The variability characteristic of exercise responses in older individuals is particularly evident when considering gas exchange and pulmonary-vascular hemodynamics. In general, most individuals demonstrate only slight changes in arterial blood-gas homeostasis, but some individuals demonstrate arterial hypoxemia with exercise.8 This response may be a factor of fitness. More fit older individuals appear to exhibit progressive arterial hypoxemia and carbon dioxide retention during mild-to-moderate exercise.68,69
Pulmonary artery pressure increases with age at any oxygen consumption or cardiac output during exercise.70 In addition, the maximum pulmonary artery pressure at maximal exercise is reached at substantially lower oxygen consumption and cardiac output levels in older individuals compared with younger people. Pulmonary wedge pressure also increases with age and can exceed 25 mm Hg during peak supine exercise.8 Limited data suggest that these high pressures may in turn induce pulmonary edema during intense exercise in older adults. Pulmonary edema would limit diffusion and may contribute to ventilation-perfusion maldistribution.8
Exercise Training
Aerobic training can decrease submaximal minute ventilation.25,71 One study used a walking program with 70-year-old women over a 12-week period and demonstrated a 7.7% drop in submaximal minute ventilation (Figure 38-5).25 Decreased minute ventilation is accompanied by a decrease in carbon dioxide production, respiratory exchange ratio (carbon dioxide production/oxygen consumption), and blood lactate level for any given level of submaximal exercise.25,71 Thus the improved ventilatory efficiency after training may have more to do with improved efficiency in the periphery rather than an impact on the pulmonary system directly. Improved peripheral metabolic efficiency results in the production of less carbon dioxide; therefore the lungs do not have to work as hard to eliminate carbon dioxide.
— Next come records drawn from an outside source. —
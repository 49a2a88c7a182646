//! Cross-module scenarios exercised from raw datagram bytes down through
//! dispatch, rather than unit-testing one module at a time. Byte arrays are
//! hand-built rather than golden captures; see each test for its layout.

use std::sync::atomic::{AtomicBool, Ordering};
use std::sync::Arc;

use assert_matches::assert_matches;

use photon_scout::protocol::command::{parse_envelope, Command, CommandKind};
use photon_scout::protocol::error::DecodeError;
use photon_scout::registry::RecordDescriptor;
use photon_scout::PhotonPipeline;

fn envelope_header(command_count: u8) -> Vec<u8> {
    let mut buf = Vec::new();
    buf.extend_from_slice(&1u16.to_be_bytes()); // peer id
    buf.push(0); // crc
    buf.push(command_count);
    buf.extend_from_slice(&0u32.to_be_bytes()); // timestamp
    buf.extend_from_slice(&0i32.to_be_bytes()); // challenge
    buf
}

fn command_header(kind: u8, seq: u32, body_len: u32) -> Vec<u8> {
    let mut buf = Vec::new();
    buf.push(kind);
    buf.push(0); // channel id
    buf.push(0); // flags
    buf.push(0); // reserved
    buf.extend_from_slice(&(12 + body_len).to_be_bytes());
    buf.extend_from_slice(&seq.to_be_bytes());
    buf
}

#[derive(Debug, Default)]
struct PingRecord {
    amount: i32,
}

#[test_log::test]
fn simple_operation_request_binds_the_declared_field() -> anyhow::Result<()> {
    let payload = vec![
        0xF3, 0x02, 0x06, // signature, OperationRequest, opcode 6
        0x00, 0x01, // param count = 1
        0xF5, 0x6B, 0x00, 0x7B, // param id 245, tag 107 (Int16), value 123
    ];

    let mut datagram = envelope_header(1);
    datagram.extend_from_slice(&command_header(6, 0, payload.len() as u32)); // SendReliable
    datagram.extend_from_slice(&payload);

    let envelope = parse_envelope(&datagram)?;
    assert_eq!(envelope.commands.len(), 1);

    let mut pipeline = PhotonPipeline::new();
    pipeline.registry().register_operation(
        6,
        RecordDescriptor::<PingRecord>::new().integer("amount", [245], |r, v| r.amount = v),
    );

    let seen = Arc::new(AtomicBool::new(false));
    let seen_clone = Arc::clone(&seen);
    pipeline.registry().register_listener(move |record| {
        if let Some(r) = record.downcast_ref::<PingRecord>() {
            assert_eq!(r.amount, 123);
            seen_clone.store(true, Ordering::SeqCst);
        }
    });

    for command in envelope.commands {
        pipeline.handle_command(command);
    }

    assert!(seen.load(Ordering::SeqCst));
    Ok(())
}

#[derive(Debug, Default)]
struct MoveEvent {
    event_code: i64,
}

#[test_log::test]
fn move_event_with_no_discriminator_is_synthesized_before_dispatch() {
    let payload = vec![
        0xF3, 0x04, 0x03, // signature, EventData, event code 3 (Move)
        0x00, 0x00, // param count = 0
    ];

    let mut datagram = envelope_header(1);
    datagram.extend_from_slice(&command_header(6, 0, payload.len() as u32));
    datagram.extend_from_slice(&payload);

    let envelope = parse_envelope(&datagram).unwrap();

    let mut pipeline = PhotonPipeline::new();
    pipeline.registry().register_event(
        3,
        RecordDescriptor::<MoveEvent>::new().integer("event_code", [252], |r, v| {
            r.event_code = v as i64
        }),
    );

    let seen = Arc::new(AtomicBool::new(false));
    let seen_clone = Arc::clone(&seen);
    pipeline.registry().register_listener(move |record| {
        if let Some(r) = record.downcast_ref::<MoveEvent>() {
            assert_eq!(r.event_code, 3);
            seen_clone.store(true, Ordering::SeqCst);
        }
    });

    for command in envelope.commands {
        pipeline.handle_command(command);
    }

    assert!(seen.load(Ordering::SeqCst));
}

#[test_log::test]
fn fragment_reassembly_emits_a_single_command() {
    let full = b"HELLOWORLD";
    let first = &full[..5]; // "HELLO"
    let second = &full[5..]; // "WORLD"

    let mut fragment_zero = Vec::new();
    fragment_zero.extend_from_slice(&42u32.to_be_bytes()); // seq
    fragment_zero.extend_from_slice(&2i32.to_be_bytes()); // fragment count
    fragment_zero.extend_from_slice(&0i32.to_be_bytes()); // fragment number
    fragment_zero.extend_from_slice(&10i32.to_be_bytes()); // total length
    fragment_zero.extend_from_slice(&0i32.to_be_bytes()); // offset
    fragment_zero.extend_from_slice(first);

    let mut fragment_one = Vec::new();
    fragment_one.extend_from_slice(&42u32.to_be_bytes());
    fragment_one.extend_from_slice(&2i32.to_be_bytes());
    fragment_one.extend_from_slice(&1i32.to_be_bytes());
    fragment_one.extend_from_slice(&10i32.to_be_bytes());
    fragment_one.extend_from_slice(&5i32.to_be_bytes());
    fragment_one.extend_from_slice(second);

    // Arrival order is reversed (fragment 1 before fragment 0); the buffer
    // must still assemble "HELLOWORLD" in fragment-number order.
    let command_one = Command {
        kind: CommandKind::SendReliableFragment,
        channel_id: 0,
        flags: 0,
        reserved: 0,
        reliable_sequence_number: 42,
        payload: fragment_one,
    };
    let command_zero = Command {
        kind: CommandKind::SendReliableFragment,
        channel_id: 0,
        flags: 0,
        reserved: 0,
        reliable_sequence_number: 42,
        payload: fragment_zero,
    };

    let mut buffer = photon_scout::protocol::fragment::FragmentBuffer::new();
    let fragment_one = photon_scout::protocol::fragment::parse_reliable_fragment(&command_one)
        .unwrap();
    let fragment_zero = photon_scout::protocol::fragment::parse_reliable_fragment(&command_zero)
        .unwrap();

    assert!(buffer.offer(fragment_one).is_none());
    let assembled = buffer.offer(fragment_zero).unwrap();

    assert_eq!(assembled.payload, full);
    assert_eq!(assembled.reliable_sequence_number, 42);
    assert_eq!(assembled.kind, CommandKind::SendReliable);
}

#[test_log::test]
fn lru_eviction_drops_the_oldest_incomplete_run_after_129_sequences() {
    use photon_scout::protocol::fragment::{FragmentBuffer, ReliableFragment};

    fn fragment(seq: u32, number: i32, byte: u8) -> ReliableFragment {
        ReliableFragment {
            sequence_number: seq,
            fragment_count: 2,
            fragment_number: number,
            total_length: 2,
            fragment_offset: number,
            data: vec![byte],
        }
    }

    let mut buffer = FragmentBuffer::new(); // default capacity 128

    for seq in 0..129u32 {
        assert!(buffer.offer(fragment(seq, 0, 0xAA)).is_none());
    }

    // Sequence 0 was the oldest and should have been evicted by now; its
    // completing fragment starts a fresh (incomplete) run instead of
    // assembling the one it began.
    assert!(buffer.offer(fragment(0, 1, 0xBB)).is_none());

    // Sequence 128, the most recently started run, is still live and
    // completes normally.
    let assembled = buffer.offer(fragment(128, 1, 0xCC)).unwrap();
    assert_eq!(assembled.reliable_sequence_number, 128);
}

#[test_log::test]
fn encrypted_message_is_silently_dropped() {
    let payload = vec![0xF3, 0x83]; // signature, type with high bit set

    let mut datagram = envelope_header(1);
    datagram.extend_from_slice(&command_header(6, 0, payload.len() as u32));
    datagram.extend_from_slice(&payload);

    let envelope = parse_envelope(&datagram).unwrap();

    let mut pipeline = PhotonPipeline::new();
    let seen = Arc::new(AtomicBool::new(false));
    let seen_clone = Arc::clone(&seen);
    pipeline.registry().register_listener(move |_| {
        seen_clone.store(true, Ordering::SeqCst);
    });

    for command in envelope.commands {
        pipeline.handle_command(command);
    }

    assert!(!seen.load(Ordering::SeqCst));
}

#[test_log::test]
fn malformed_datagram_declaring_too_many_commands_is_rejected_wholesale() {
    let payload = vec![0xF3, 0x02, 0x06, 0x00, 0x00];

    let mut datagram = envelope_header(2); // claims two commands
    datagram.extend_from_slice(&command_header(6, 0, payload.len() as u32)); // only one fits
    datagram.extend_from_slice(&payload);

    assert_matches!(parse_envelope(&datagram), Err(DecodeError::MalformedDatagram));
}

#[test_log::test]
fn character_id_wire_bytes_decode_to_the_expected_uuid() {
    let wire: [i8; 16] = [4, 3, 2, 1, 6, 5, 8, 7, 9, 10, 11, 12, 13, 14, 15, 16];
    let uuid = photon_scout::protocol::character_id::decode_character_id(&wire);
    assert_eq!(
        uuid.to_string(),
        "01020304-0506-0708-0910-111213141516"
    );
}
The important functional results of these changes are that the older adults who engage in exercise training will feel less breathlessness, experience a lower perceived exertion, and use a lower proportion of their maximal ventilatory capacity during exercise.72
Exercise training also increases maximum ventilatory responses during maximal exercise.25,72 The 12-week walking program referred to above increased maximum minute ventilation by 14% in 70-year-old women (see Figure 38-5).72 These women walked five days per week at an intensity of 78% of the maximal treadmill heart rate, or 118 beats per minute on average, so even though the program was not very strenuous, it produced substantial changes in maximum ventilation. Exercise training can improve submaximal ventilatory efficiency and increase maximum ventilation in older adults. Table 38-3 summarizes the pulmonary changes seen with aging and exercise.